The land was donated by George Spalding and George E. Merrick. The architect was Clinton MacKenzie.
The Edifice Religious was founded in the 1897, and completed in the 1917, the church was built by a single man, Felix Rebom, using only a hatchet, a trowel, a plumb line, and a T-square. Its architecture was modeled after the old Spanish missions of Mexico. On April 18, 2012, the AIA's Florida Chapter placed Plymouth Congregational Church on its list of Florida Architecture: 100 Years. 100 Places. On July 23, 1974, it was added to the U.S. National Register of Historic Places.
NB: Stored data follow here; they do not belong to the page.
// 🗃️ SQLite entity store
//
// Same conventions as the rest of the schema work: WAL mode for crash
// recovery, an idempotency_hash column with a UNIQUE constraint for duplicate
// detection, and a link table whose composite primary key gives set
// semantics for expense <-> budget relationships.

use super::{BatchUnit, EntityStore, Inserted, NewBudget, NewExpense, StoredBudget, StoredExpense};
use crate::error::StoreError;
use crate::model::{EntityId, ExpenseType};
use anyhow::{Context, Result};
use chrono::NaiveDate;
use rusqlite::{params, Connection, OptionalExtension};
use std::collections::BTreeSet;
use std::path::Path;
use std::sync::{Mutex, MutexGuard};

pub struct SqliteStore {
    conn: Mutex<Connection>,
}

impl SqliteStore {
    pub fn open(path: &Path) -> Result<Self> {
        let conn = Connection::open(path)
            .with_context(|| format!("Failed to open database {}", path.display()))?;
        Self::from_connection(conn)
    }

    pub fn open_in_memory() -> Result<Self> {
        let conn = Connection::open_in_memory().context("Failed to open in-memory database")?;
        Self::from_connection(conn)
    }

    fn from_connection(conn: Connection) -> Result<Self> {
        setup_database(&conn).context("Failed to set up migration schema")?;
        Ok(SqliteStore {
            conn: Mutex::new(conn),
        })
    }

    pub fn add_category(&self, owner_id: &str, name: &str) -> Result<(), StoreError> {
        let conn = self.lock()?;
        conn.execute(
            "INSERT OR IGNORE INTO categories (owner_id, name) VALUES (?1, ?2)",
            params![owner_id, name],
        )?;
        Ok(())
    }

    pub fn count(&self, table: Table) -> Result<i64, StoreError> {
        let conn = self.lock()?;
        let sql = format!("SELECT COUNT(*) FROM {}", table.name());
        let count: i64 = conn.query_row(&sql, [], |row| row.get(0))?;
        Ok(count)
    }

    fn lock(&self) -> Result<MutexGuard<'_, Connection>, StoreError> {
        self.conn
            .lock()
            .map_err(|_| StoreError::Unavailable("connection mutex poisoned".to_string()))
    }
}

#[derive(Debug, Clone, Copy, PartialEq, Eq)]
pub enum Table {
    Expenses,
    Budgets,
    Links,
}

impl Table {
    fn name(&self) -> &'static str {
        match self {
            Table::Expenses => "expenses",
            Table::Budgets => "budgets",
            Table::Links => "expense_budget_links",
        }
    }
}

pub fn setup_database(conn: &Connection) -> Result<()> {
    // Enable WAL mode for crash recovery (no-op for in-memory databases)
    let _mode: String =
        conn.pragma_update_and_check(None, "journal_mode", "WAL", |row| row.get(0))?;
    conn.pragma_update(None, "foreign_keys", "ON")?;

    conn.execute(
        "CREATE TABLE IF NOT EXISTS expenses (
            id TEXT PRIMARY KEY,
            idempotency_hash TEXT UNIQUE NOT NULL,
            owner_id TEXT NOT NULL,
            date TEXT NOT NULL,
            category TEXT NOT NULL,
            name TEXT NOT NULL,
            amount REAL NOT NULL,
            expense_type TEXT NOT NULL,
            payment_method TEXT NOT NULL,
            net_amount REAL NOT NULL,
            comments TEXT,
            credit_due REAL NOT NULL DEFAULT 0,
            created_at DATETIME DEFAULT CURRENT_TIMESTAMP
        )",
        [],
    )?;

    conn.execute(
        "CREATE TABLE IF NOT EXISTS budgets (
            id TEXT PRIMARY KEY,
            idempotency_hash TEXT UNIQUE NOT NULL,
            owner_id TEXT NOT NULL,
            name TEXT NOT NULL,
            description TEXT,
            amount REAL NOT NULL,
            start_date TEXT NOT NULL,
            end_date TEXT NOT NULL,
            remaining_amount REAL NOT NULL,
            created_at DATETIME DEFAULT CURRENT_TIMESTAMP
        )",
        [],
    )?;

    conn.execute(
        "CREATE TABLE IF NOT EXISTS expense_budget_links (
            expense_id TEXT NOT NULL REFERENCES expenses(id),
            budget_id TEXT NOT NULL REFERENCES budgets(id),
            created_at DATETIME DEFAULT CURRENT_TIMESTAMP,
            PRIMARY KEY (expense_id, budget_id)
        )",
        [],
    )?;

    conn.execute(
        "CREATE TABLE IF NOT EXISTS categories (
            owner_id TEXT NOT NULL,
            name TEXT NOT NULL,
            PRIMARY KEY (owner_id, name)
        )",
        [],
    )?;

    conn.execute(
        "CREATE INDEX IF NOT EXISTS idx_links_budget ON expense_budget_links(budget_id)",
        [],
    )?;

    conn.execute(
        "CREATE INDEX IF NOT EXISTS idx_expenses_owner ON expenses(owner_id)",
        [],
    )?;

    Ok(())
}

// ============================================================================
// ROW HELPERS
// ============================================================================

const INSERT_EXPENSE: &str = "INSERT INTO expenses (
        id, idempotency_hash, owner_id, date, category, name, amount,
        expense_type, payment_method, net_amount, comments, credit_due
    ) VALUES (?1, ?2, ?3, ?4, ?5, ?6, ?7, ?8, ?9, ?10, ?11, ?12)";

const INSERT_BUDGET: &str = "INSERT INTO budgets (
        id, idempotency_hash, owner_id, name, description, amount,
        start_date, end_date, remaining_amount
    ) VALUES (?1, ?2, ?3, ?4, ?5, ?6, ?7, ?8, ?9)";

fn is_constraint_violation(err: &rusqlite::Error) -> bool {
    matches!(
        err,
        rusqlite::Error::SqliteFailure(e, _) if e.code == rusqlite::ErrorCode::ConstraintViolation
    )
}

fn existing_id(conn: &Connection, table: Table, hash: &str) -> Result<Option<EntityId>, StoreError> {
    let sql = format!("SELECT id FROM {} WHERE idempotency_hash = ?1", table.name());
    let id = conn
        .query_row(&sql, params![hash], |row| row.get(0))
        .optional()?;
    Ok(id)
}

fn insert_expense(conn: &Connection, record: &NewExpense) -> Result<EntityId, StoreError> {
    let id = uuid::Uuid::new_v4().to_string();
    let result = conn.prepare_cached(INSERT_EXPENSE)?.execute(params![
        id,
        record.fingerprint,
        record.owner_id,
        record.date.to_string(),
        record.category,
        record.name,
        record.amount,
        record.expense_type.as_str(),
        record.payment_method,
        record.net_amount,
        record.comments,
        record.credit_due,
    ]);

    match result {
        Ok(_) => Ok(id),
        Err(e) if is_constraint_violation(&e) => {
            match existing_id(conn, Table::Expenses, &record.fingerprint)? {
                Some(existing_id) => Err(StoreError::Duplicate { existing_id }),
                None => Err(StoreError::Rejected(e.to_string())),
            }
        }
        Err(e) => Err(e.into()),
    }
}

fn insert_budget(conn: &Connection, record: &NewBudget) -> Result<EntityId, StoreError> {
    let id = uuid::Uuid::new_v4().to_string();
    let result = conn.prepare_cached(INSERT_BUDGET)?.execute(params![
        id,
        record.fingerprint,
        record.owner_id,
        record.name,
        record.description,
        record.amount,
        record.start_date.to_string(),
        record.end_date.to_string(),
        record.remaining_amount,
    ]);

    match result {
        Ok(_) => Ok(id),
        Err(e) if is_constraint_violation(&e) => {
            match existing_id(conn, Table::Budgets, &record.fingerprint)? {
                Some(existing_id) => Err(StoreError::Duplicate { existing_id }),
                None => Err(StoreError::Rejected(e.to_string())),
            }
        }
        Err(e) => Err(e.into()),
    }
}

fn parse_date(idx: usize, raw: String) -> rusqlite::Result<NaiveDate> {
    raw.parse::<NaiveDate>().map_err(|e| {
        rusqlite::Error::FromSqlConversionFailure(idx, rusqlite::types::Type::Text, Box::new(e))
    })
}

fn parse_expense_type(idx: usize, raw: String) -> rusqlite::Result<ExpenseType> {
    match raw.as_str() {
        "gain" => Ok(ExpenseType::Gain),
        "loss" => Ok(ExpenseType::Loss),
        other => Err(rusqlite::Error::FromSqlConversionFailure(
            idx,
            rusqlite::types::Type::Text,
            format!("unknown expense type {}", other).into(),
        )),
    }
}

fn linked_ids(conn: &Connection, sql: &str, id: &str) -> Result<BTreeSet<EntityId>, StoreError> {
    let mut stmt = conn.prepare_cached(sql)?;
    let ids = stmt
        .query_map(params![id], |row| row.get::<_, String>(0))?
        .collect::<Result<BTreeSet<_>, _>>()?;
    Ok(ids)
}

// ============================================================================
// BATCH UNIT
// ============================================================================

struct SqliteUnit<'a> {
    conn: MutexGuard<'a, Connection>,
    finished: bool,
}

impl BatchUnit for SqliteUnit<'_> {
    fn create_expense(&mut self, record: &NewExpense) -> Result<EntityId, StoreError> {
        insert_expense(&self.conn, record)
    }

    fn create_budget(&mut self, record: &NewBudget) -> Result<EntityId, StoreError> {
        insert_budget(&self.conn, record)
    }

    fn commit(mut self: Box<Self>) -> Result<(), StoreError> {
        self.conn
            .execute_batch("COMMIT")
            .map_err(|e| StoreError::Unavailable(format!("commit failed: {}", e)))?;
        self.finished = true;
        Ok(())
    }
}

impl Drop for SqliteUnit<'_> {
    fn drop(&mut self) {
        if !self.finished {
            if let Err(e) = self.conn.execute_batch("ROLLBACK") {
                tracing::warn!(error = %e, "rollback of abandoned batch failed");
            }
        }
    }
}

// ============================================================================
// ENTITY STORE
// ============================================================================

impl EntityStore for SqliteStore {
    fn begin_batch(&self) -> Result<Box<dyn BatchUnit + '_>, StoreError> {
        let conn = self.lock()?;
        conn.execute_batch("BEGIN IMMEDIATE")
            .map_err(|e| StoreError::Unavailable(format!("begin failed: {}", e)))?;
        Ok(Box::new(SqliteUnit {
            conn,
            finished: false,
        }))
    }

    fn bulk_insert_expenses(&self, records: &[NewExpense]) -> Result<Vec<Inserted>, StoreError> {
        let mut conn = self.lock()?;
        let tx = conn
            .transaction()
            .map_err(|e| StoreError::Unavailable(format!("begin failed: {}", e)))?;

        let mut outcome = Vec::with_capacity(records.len());
        for record in records {
            if let Some(id) = existing_id(&tx, Table::Expenses, &record.fingerprint)? {
                outcome.push(Inserted { id, created: false });
                continue;
            }
            let id = insert_expense(&tx, record)?;
            outcome.push(Inserted { id, created: true });
        }

        tx.commit()
            .map_err(|e| StoreError::Unavailable(format!("commit failed: {}", e)))?;
        Ok(outcome)
    }

    fn get_expense(&self, id: &str) -> Result<Option<StoredExpense>, StoreError> {
        let conn = self.lock()?;
        let expense = conn
            .query_row(
                "SELECT id, owner_id, date, category, name, amount, expense_type,
                        payment_method, net_amount, comments, credit_due
                 FROM expenses WHERE id = ?1",
                params![id],
                |row| {
                    Ok(StoredExpense {
                        id: row.get(0)?,
                        owner_id: row.get(1)?,
                        date: parse_date(2, row.get(2)?)?,
                        category: row.get(3)?,
                        name: row.get(4)?,
                        amount: row.get(5)?,
                        expense_type: parse_expense_type(6, row.get(6)?)?,
                        payment_method: row.get(7)?,
                        net_amount: row.get(8)?,
                        comments: row.get(9)?,
                        credit_due: row.get(10)?,
                        budget_ids: BTreeSet::new(),
                    })
                },
            )
            .optional()?;

        match expense {
            Some(mut expense) => {
                expense.budget_ids = linked_ids(
                    &conn,
                    "SELECT budget_id FROM expense_budget_links WHERE expense_id = ?1",
                    id,
                )?;
                Ok(Some(expense))
            }
            None => Ok(None),
        }
    }

    fn get_budget(&self, id: &str) -> Result<Option<StoredBudget>, StoreError> {
        let conn = self.lock()?;
        let budget = conn
            .query_row(
                "SELECT id, owner_id, name, description, amount, start_date, end_date,
                        remaining_amount
                 FROM budgets WHERE id = ?1",
                params![id],
                |row| {
                    Ok(StoredBudget {
                        id: row.get(0)?,
                        owner_id: row.get(1)?,
                        name: row.get(2)?,
                        description: row.get(3)?,
                        amount: row.get(4)?,
                        start_date: parse_date(5, row.get(5)?)?,
                        end_date: parse_date(6, row.get(6)?)?,
                        remaining_amount: row.get(7)?,
                        expense_ids: BTreeSet::new(),
                    })
                },
            )
            .optional()?;

        match budget {
            Some(mut budget) => {
                budget.expense_ids = linked_ids(
                    &conn,
                    "SELECT expense_id FROM expense_budget_links WHERE budget_id = ?1",
                    id,
                )?;
                Ok(Some(budget))
            }
            None => Ok(None),
        }
    }

    fn update_expense_links(&self, id: &str, budget_ids: &[EntityId]) -> Result<bool, StoreError> {
        let conn = self.lock()?;
        if existing_row(&conn, Table::Expenses, id)?.is_none() {
            return Err(StoreError::NotFound {
                kind: "expense",
                id: id.to_string(),
            });
        }

        let mut stmt = conn.prepare_cached(
            "INSERT OR IGNORE INTO expense_budget_links (expense_id, budget_id) VALUES (?1, ?2)",
        )?;
        let mut inserted = 0;
        for budget_id in budget_ids {
            inserted += stmt.execute(params![id, budget_id])?;
        }
        Ok(inserted > 0)
    }

    fn update_budget_links(&self, id: &str, expense_ids: &[EntityId]) -> Result<bool, StoreError> {
        let conn = self.lock()?;
        if existing_row(&conn, Table::Budgets, id)?.is_none() {
            return Err(StoreError::NotFound {
                kind: "budget",
                id: id.to_string(),
            });
        }

        let mut stmt = conn.prepare_cached(
            "INSERT OR IGNORE INTO expense_budget_links (expense_id, budget_id) VALUES (?1, ?2)",
        )?;
        let mut inserted = 0;
        for expense_id in expense_ids {
            inserted += stmt.execute(params![expense_id, id])?;
        }
        Ok(inserted > 0)
    }

    fn lookup_category(&self, owner_id: &str, name: &str) -> Result<Option<String>, StoreError> {
        let conn = self.lock()?;
        let found = conn
            .query_row(
                "SELECT name FROM categories WHERE owner_id = ?1 AND lower(name) = lower(?2)",
                params![owner_id, name],
                |row| row.get(0),
            )
            .optional()?;
        Ok(found)
    }
}

fn existing_row(conn: &Connection, table: Table, id: &str) -> Result<Option<i64>, StoreError> {
    let sql = format!("SELECT 1 FROM {} WHERE id = ?1", table.name());
    let found = conn
        .query_row(&sql, params![id], |row| row.get(0))
        .optional()?;
    Ok(found)
}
Circa 1941, the WPA-sponsored American Guide Series book about Miami and environs described the church: "PLYMOUTH CONGREGATIONAL CHURCH, at Ingraham Hwy. and Devon Rd. is a reproduction of a Mexican mission. The interior of the vine-covered stone building is constructed on the lines of a basilica and the doors are said to have come from a Spanish mission in Mexico. In one of the doors is a round cat-hole, now covered with screen. Many outdoor weddings have been performed at the pulpit in the walled garden."